The string "FeatureCount" appears in some lines of the entries that follow; copy each such line.

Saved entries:
□ □ □ □ □

//! Regression models over the transformed feature vector

use serde::{Deserialize, Serialize};

use super::error::{ModelError, Result};

/// Marker for a leaf in `RegressionTree::left` / `right`
pub const LEAF: i64 = -1;

/// A single regression tree in flat array form
///
/// Node `i` is a leaf when `left[i] == LEAF`; otherwise a sample goes to
/// `left[i]` when `x[feature[i]] <= threshold[i]` and to `right[i]` after.
/// Children always sit at a higher index than their parent.
#[derive(Debug, Clone, Serialize, Deserialize, PartialEq)]
pub struct RegressionTree {
    pub left: Vec<i64>,
    pub right: Vec<i64>,
    pub feature: Vec<i64>,
    pub threshold: Vec<f64>,
    pub value: Vec<f64>,
}

impl RegressionTree {
    fn node_count(&self) -> usize {
        self.value.len()
    }

    fn validate(&self, n_features: usize) -> Result<()> {
        let n = self.node_count();
        if n == 0 {
            return Err(ModelError::InvalidArtifact("tree has no nodes".to_string()));
        }
        if [
            self.left.len(),
            self.right.len(),
            self.feature.len(),
            self.threshold.len(),
        ]
        .iter()
        .any(|len| *len != n)
        {
            return Err(ModelError::InvalidArtifact(format!(
                "tree arrays disagree on node count (expected {n})"
            )));
        }

        for i in 0..n {
            let (l, r) = (self.left[i], self.right[i]);
            if l == LEAF {
                if r != LEAF {
                    return Err(ModelError::InvalidArtifact(format!(
                        "node {i} has a right child but no left child"
                    )));
                }
                continue;
            }
            for child in [l, r] {
                if child <= i as i64 || child >= n as i64 {
                    return Err(ModelError::InvalidArtifact(format!(
                        "node {i} has out-of-order child {child}"
                    )));
                }
            }
            let f = self.feature[i];
            if f < 0 || f as usize >= n_features {
                return Err(ModelError::InvalidArtifact(format!(
                    "node {i} splits on feature {f}, model has {n_features}"
                )));
            }
        }
        Ok(())
    }

    /// Walk from the root to a leaf. A tree that skipped `validate` yields
    /// an error instead of indexing out of bounds.
    fn predict(&self, x: &[f64]) -> Result<f64> {
        let broken = |node: usize| {
            ModelError::InvalidArtifact(format!("tree walk left the node arrays at node {node}"))
        };

        let mut node = 0usize;
        // each step moves forward, so the walk ends within value.len() steps
        for _ in 0..self.value.len() {
            let left = *self.left.get(node).ok_or_else(|| broken(node))?;
            if left == LEAF {
                return self.value.get(node).copied().ok_or_else(|| broken(node));
            }
            let right = *self.right.get(node).ok_or_else(|| broken(node))?;
            let threshold = *self.threshold.get(node).ok_or_else(|| broken(node))?;
            let v = self
                .feature
                .get(node)
                .and_then(|&f| usize::try_from(f).ok())
                .and_then(|f| x.get(f))
                .ok_or_else(|| broken(node))?;

            let next = if *v <= threshold { left } else { right };
            node = usize::try_from(next)
                .ok()
                .filter(|&n| n > node)
                .ok_or_else(|| broken(node))?;
        }
        Err(broken(node))
    }
}

#[derive(Debug, Clone, Serialize, Deserialize, PartialEq)]
#[serde(rename_all = "snake_case")]
pub enum Regressor {
    Linear {
        coefficients: Vec<f64>,
        intercept: f64,
    },
    RandomForest {
        n_features: usize,
        trees: Vec<RegressionTree>,
    },
}

impl Regressor {
    pub fn n_features(&self) -> usize {
        match self {
            Regressor::Linear { coefficients, .. } => coefficients.len(),
            Regressor::RandomForest { n_features, .. } => *n_features,
        }
    }

    pub fn validate(&self) -> Result<()> {
        match self {
            Regressor::Linear { coefficients, .. } => {
                if coefficients.is_empty() {
                    return Err(ModelError::InvalidArtifact(
                        "linear model has no coefficients".to_string(),
                    ));
                }
                Ok(())
            }
            Regressor::RandomForest { n_features, trees } => {
                if trees.is_empty() {
                    return Err(ModelError::InvalidArtifact(
                        "random forest has no trees".to_string(),
                    ));
                }
                for (i, tree) in trees.iter().enumerate() {
                    tree.validate(*n_features).map_err(|e| {
                        ModelError::InvalidArtifact(format!("tree {i}: {e}"))
                    })?;
                }
                Ok(())
            }
        }
    }

    pub fn predict(&self, x: &[f64]) -> Result<f64> {
        let expected = self.n_features();
        if x.len() != expected {
            return Err(ModelError::FeatureCount {
                expected,
                actual: x.len(),
            });
        }

        let y = match self {
            Regressor::Linear {
                coefficients,
                intercept,
            } => intercept + coefficients.iter().zip(x).map(|(c, v)| c * v).sum::<f64>(),
            Regressor::RandomForest { trees, .. } => {
                trees.iter().map(|t| t.predict(x)).sum::<Result<f64>>()? / trees.len() as f64
            }
        };

        if !y.is_finite() {
            return Err(ModelError::NonFinite(y));
        }
        Ok(y)
    }
}

#[cfg(test)]
mod tests {
    use super::*;

    /// x[0] <= 0.5 ? 10 : (x[1] <= 0.0 ? 20 : 30)
    fn stump() -> RegressionTree {
        RegressionTree {
            left: vec![1, LEAF, 3, LEAF, LEAF],
            right: vec![2, LEAF, 4, LEAF, LEAF],
            feature: vec![0, -2, 1, -2, -2],
            threshold: vec![0.5, -2.0, 0.0, -2.0, -2.0],
            value: vec![0.0, 10.0, 0.0, 20.0, 30.0],
        }
    }

    fn constant(v: f64) -> RegressionTree {
        RegressionTree {
            left: vec![LEAF],
            right: vec![LEAF],
            feature: vec![-2],
            threshold: vec![-2.0],
            value: vec![v],
        }
    }

    #[test]
    fn test_tree_walk() {
        let tree = stump();
        tree.validate(2).unwrap();
        assert_eq!(tree.predict(&[0.5, 9.0]).unwrap(), 10.0);
        assert_eq!(tree.predict(&[0.6, 0.0]).unwrap(), 20.0);
        assert_eq!(tree.predict(&[0.6, 0.1]).unwrap(), 30.0);
    }

    #[test]
    fn test_forest_averages_trees() {
        let forest = Regressor::RandomForest {
            n_features: 2,
            trees: vec![stump(), constant(40.0)],
        };
        forest.validate().unwrap();
        assert_eq!(forest.predict(&[1.0, 1.0]).unwrap(), 35.0);
    }

    #[test]
    fn test_linear() {
        let model = Regressor::Linear {
            coefficients: vec![2.0, -1.0, 0.5],
            intercept: 1.0,
        };
        assert_eq!(model.predict(&[1.0, 2.0, 4.0]).unwrap(), 3.0);
    }

    #[test]
    fn test_feature_count_mismatch() {
        let model = Regressor::Linear {
            coefficients: vec![1.0, 1.0],
            intercept: 0.0,
        };
        let err = model.predict(&[1.0]).unwrap_err();
        assert!(matches!(
            err,
            ModelError::FeatureCount {
                expected: 2,
                actual: 1
            }
        ));
    }

    #[test]
    fn test_non_finite_output() {
        let model = Regressor::Linear {
            coefficients: vec![f64::MAX],
            intercept: f64::MAX,
        };
        assert!(matches!(
            model.predict(&[2.0]),
            Err(ModelError::NonFinite(_))
        ));
    }

    #[test]
    fn test_validate_rejects_backward_child() {
        let mut tree = stump();
        tree.right[2] = 0;
        assert!(tree.validate(2).is_err());
    }

    #[test]
    fn test_validate_rejects_out_of_range_feature() {
        let tree = stump();
        assert!(tree.validate(1).is_err());
    }

    #[test]
    fn test_validate_rejects_ragged_arrays() {
        let mut tree = stump();
        tree.threshold.pop();
        assert!(tree.validate(2).is_err());
    }

    #[test]
    fn test_validate_rejects_empty_forest() {
        let forest = Regressor::RandomForest {
            n_features: 3,
            trees: vec![],
        };
        assert!(forest.validate().is_err());
    }

    #[test]
    fn test_unvalidated_forest_errors_instead_of_panicking() {
        let mut out_of_range = stump();
        out_of_range.right[2] = 99;
        let mut backward = stump();
        backward.right[2] = 0;
        let mut bad_feature = stump();
        bad_feature.feature[0] = 7;
        let mut ragged = stump();
        ragged.value.truncate(3);

        for tree in [out_of_range, backward, bad_feature, ragged] {
            let forest = Regressor::RandomForest {
                n_features: 2,
                trees: vec![tree],
            };
            assert!(matches!(
                forest.predict(&[0.6, 0.1]),
                Err(ModelError::InvalidArtifact(_))
            ));
        }
    }

    #[test]
    fn test_unvalidated_empty_forest_is_non_finite() {
        let forest = Regressor::RandomForest {
            n_features: 1,
            trees: vec![],
        };
        assert!(matches!(
            forest.predict(&[1.0]),
            Err(ModelError::NonFinite(_))
        ));
    }
}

□ □ □ □ □

◆ Task answer:
            return Err(ModelError::FeatureCount {
            ModelError::FeatureCount {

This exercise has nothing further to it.